A Santa Barbara County woman has pleaded guilty to second-degree murder for a drunken, wrong-way drive on Highway 101 that ended in a fatal head-on crash, prosecutors said — a rare murder conviction in a DUI case.
The plea
Kendra Cordova, 36, entered the guilty plea on June 22 in Santa Maria Superior Court, according to Noozhawk. Under the agreement, prosecutors dismissed the remaining counts — including vehicular manslaughter and driving under the influence — in exchange for the plea to murder. She is scheduled to be sentenced August 4 and faces 15 years to life in state prison.
The crash
The collision happened before dawn on September 8, 2024, on Highway 101 near Betteravia Road in Santa Maria, on California's Central Coast. Cordova was driving south in the northbound lanes and continued the wrong way for miles, reaching highway speeds and passing a California Highway Patrol officer who tried to stop her before the impact, the Santa Maria Times reported.

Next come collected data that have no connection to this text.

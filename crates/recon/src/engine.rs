use tracing::{debug, info};

use crate::classify::classify;
use crate::cleanse::{cleanse, validate_and_normalize};
use crate::config::CompareOptions;
use crate::consolidate::consolidate;
use crate::error::ReconError;
use crate::mapper::canonicalize;
use crate::matcher::join_on_identity;
use crate::model::{
    CanonicalTable, CompareInput, CompareReport, RawTable, ReconResult, SourceRole,
};
use crate::schema::Schema;
use crate::summary::compute_summary;

/// Map, cleanse and (optionally) validate one source table.
pub fn prepare(
    role: SourceRole,
    raw: RawTable,
    options: &CompareOptions,
    schema: &Schema,
) -> Result<CanonicalTable, ReconError> {
    let mut table = canonicalize(role, raw, schema);
    cleanse(&mut table)?;
    if options.runs_validation() {
        validate_and_normalize(&mut table)?;
    }
    Ok(table)
}

/// Run one comparison. Either the whole report is produced or nothing is.
pub fn run(
    input: CompareInput,
    options: &CompareOptions,
    schema: &Schema,
) -> Result<ReconResult, ReconError> {
    let primary_rows = input.primary.len();
    let partner_rows = input.partner.len();
    debug!(primary_rows, partner_rows, validate = options.runs_validation(), "comparison started");

    let primary = prepare(SourceRole::Primary, input.primary, options, schema)?;
    let partner = prepare(SourceRole::Partner, input.partner, options, schema)?;

    let join = join_on_identity(&primary, &partner)?;
    let entries = classify(&join, schema);
    let general = consolidate(&entries, schema)?;
    let summary = compute_summary(primary_rows, partner_rows, &join, &entries, &general);

    info!(
        matched = summary.matched,
        added = summary.added,
        removed = summary.removed,
        changed = summary.changed,
        records = summary.records,
        "comparison finished"
    );

    Ok(ReconResult {
        report: CompareReport {
            general,
            customer: Vec::new(),
        },
        summary,
    })
}
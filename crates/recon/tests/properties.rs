// Property-based tests for header mapping, normalization, join and layout.
// CI: 256 cases (default). Soak: PROPTEST_CASES=10000 cargo test --release

use std::collections::BTreeSet;

use proptest::prelude::*;

use benefits_recon::classify::classify;
use benefits_recon::consolidate::consolidate;
use benefits_recon::mapper::{expand_product_headers, map_headers};
use benefits_recon::matcher::join_on_identity;
use benefits_recon::model::{CanonicalTable, FieldSpec, FieldType, SourceRole, NULL_VALUE};
use benefits_recon::normalize::normalize;
use benefits_recon::schema::{PARTNER_PRODUCT_ATTRIBUTES, PARTNER_PRODUCT_NAMES};
use benefits_recon::Schema;

// ---------------------------------------------------------------------------
// Config
// ---------------------------------------------------------------------------

fn config_256() -> ProptestConfig {
    ProptestConfig {
        cases: std::env::var("PROPTEST_CASES")
            .ok()
            .and_then(|s| s.parse().ok())
            .unwrap_or(256),
        failure_persistence: None,
        ..ProptestConfig::default()
    }
}

// ---------------------------------------------------------------------------
// Generators
// ---------------------------------------------------------------------------

/// Header drawn mostly from the partner vocabulary, sometimes free text.
fn arb_header() -> impl Strategy<Value = String> {
    prop_oneof![
        3 => prop::sample::select(PARTNER_PRODUCT_NAMES).prop_map(str::to_string),
        4 => prop::sample::select(PARTNER_PRODUCT_ATTRIBUTES).prop_map(|(raw, _)| raw.to_string()),
        2 => prop::sample::select(vec!["Last Name", "First Name", "Gender", "Salary", "Date of Birth"])
            .prop_map(str::to_string),
        1 => r"[A-Za-z ]{1,12}",
    ]
}

fn arb_type() -> impl Strategy<Value = FieldType> {
    prop::sample::select(vec![
        FieldType::String,
        FieldType::Date,
        FieldType::Currency,
        FieldType::Name,
        FieldType::Gender,
        FieldType::Phone,
        FieldType::Email,
    ])
}

fn absent_value() -> impl Strategy<Value = String> {
    prop_oneof![Just(String::new()), r"[ \t]{1,4}", Just(NULL_VALUE.to_string())]
}

/// Distinct identity keys, each assigned to primary, partner or both.
/// Names never spell the null marker.
fn arb_population() -> impl Strategy<Value = Vec<((String, String), u8)>> {
    proptest::collection::btree_set(("k[a-z]{0,5}", "k[a-z]{0,5}"), 0..20).prop_flat_map(|keys| {
        let n = keys.len();
        (
            Just(keys.into_iter().collect::<Vec<_>>()),
            proptest::collection::vec(0u8..3, n),
        )
            .prop_map(|(keys, sides)| keys.into_iter().zip(sides).collect())
    })
}

fn table(role: SourceRole, rows: Vec<Vec<String>>) -> CanonicalTable {
    CanonicalTable {
        role,
        columns: ["last name", "first name", "dob", "gender"]
            .iter()
            .map(|c| FieldSpec::untyped(*c))
            .collect(),
        rows,
    }
}

fn split_population(
    population: &[((String, String), u8)],
) -> (CanonicalTable, CanonicalTable, usize) {
    let mut primary = Vec::new();
    let mut partner = Vec::new();
    let mut shared = 0;
    for ((last, first), side) in population {
        let row = |gender: &str| {
            vec![last.clone(), first.clone(), "01/01/2000".to_string(), gender.to_string()]
        };
        match side {
            0 => primary.push(row("male")),
            1 => partner.push(row("female")),
            _ => {
                primary.push(row("male"));
                partner.push(row("female"));
                shared += 1;
            }
        }
    }
    (
        table(SourceRole::Primary, primary),
        table(SourceRole::Partner, partner),
        shared,
    )
}

// ---------------------------------------------------------------------------
// Properties
// ---------------------------------------------------------------------------

proptest! {
    #![proptest_config(config_256())]

    #[test]
    fn product_scan_terminates_and_preserves_length(
        headers in proptest::collection::vec(arb_header(), 0..16)
    ) {
        let schema = Schema::standard();
        let out = expand_product_headers(&headers, &schema);
        prop_assert_eq!(out.len(), headers.len());
        // Only attribute headers are ever rewritten.
        for (before, after) in headers.iter().zip(&out) {
            if before != after {
                prop_assert!(schema.partner_attribute(before).is_some());
            }
        }
    }

    #[test]
    fn header_mapping_is_idempotent(
        headers in proptest::collection::vec(arb_header(), 0..16)
    ) {
        let schema = Schema::standard();
        for role in [SourceRole::Primary, SourceRole::Partner] {
            let once: Vec<String> = map_headers(role, &headers, &schema)
                .into_iter()
                .map(|s| s.name)
                .collect();
            let twice: Vec<String> = map_headers(role, &once, &schema)
                .into_iter()
                .map(|s| s.name)
                .collect();
            prop_assert_eq!(once, twice);
        }
    }

    #[test]
    fn normalizers_map_absent_to_null(value in absent_value(), field_type in arb_type()) {
        prop_assert_eq!(normalize(&value, field_type).unwrap(), NULL_VALUE);
    }

    #[test]
    fn normalizers_never_return_empty(value in r"\PC{0,12}", field_type in arb_type()) {
        if let Ok(out) = normalize(&value, field_type) {
            prop_assert!(!out.is_empty());
        }
    }

    #[test]
    fn join_partitions_add_up(population in arb_population()) {
        let (primary, partner, shared) = split_population(&population);
        let out = join_on_identity(&primary, &partner).unwrap();
        prop_assert_eq!(out.matched.len(), shared);
        prop_assert_eq!(out.primary_only.len(), primary.len() - shared);
        prop_assert_eq!(out.partner_only.len(), partner.len() - shared);
    }

    #[test]
    fn report_is_deterministic(population in arb_population()) {
        let schema = Schema::standard();
        let (primary, partner, _) = split_population(&population);
        let render = || {
            let join = join_on_identity(&primary, &partner).unwrap();
            let records = consolidate(&classify(&join, &schema), &schema).unwrap();
            serde_json::to_string(&records).unwrap()
        };
        prop_assert_eq!(render(), render());
    }

    #[test]
    fn every_individual_appears_once(population in arb_population()) {
        let schema = Schema::standard();
        let (primary, partner, _) = split_population(&population);
        let join = join_on_identity(&primary, &partner).unwrap();
        let records = consolidate(&classify(&join, &schema), &schema).unwrap();
        // Shared keys always differ on gender, so every key yields a record.
        prop_assert_eq!(records.len(), population.len());
        let keys: BTreeSet<_> = records.iter().map(|r| &r.key).collect();
        prop_assert_eq!(keys.len(), records.len());
    }
}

The head-on crash killed Alma Teresa Alcorta Del Lazaro, 53, of Santa Maria. Her husband, who was in the vehicle with her, survived with injuries. A blood test taken after the crash put Cordova's blood-alcohol level at roughly three times the legal limit; she had been working a bartending shift earlier that night, according to Noozhawk.
Why a murder charge
Second-degree murder charges in drunken-driving deaths stem from a California legal principle, rooted in a 1981 state Supreme Court case, that allows prosecutors to argue a DUI driver acted with "implied malice" — a conscious disregard for the danger to human life — rather than mere negligence. Such charges typically follow especially reckless conduct or prior DUI warnings, and they carry far harsher penalties than manslaughter.
Cordova will be sentenced next month. For the family of the woman she killed, the plea brings a measure of resolution to a case that began on a dark stretch of freeway nearly two years ago.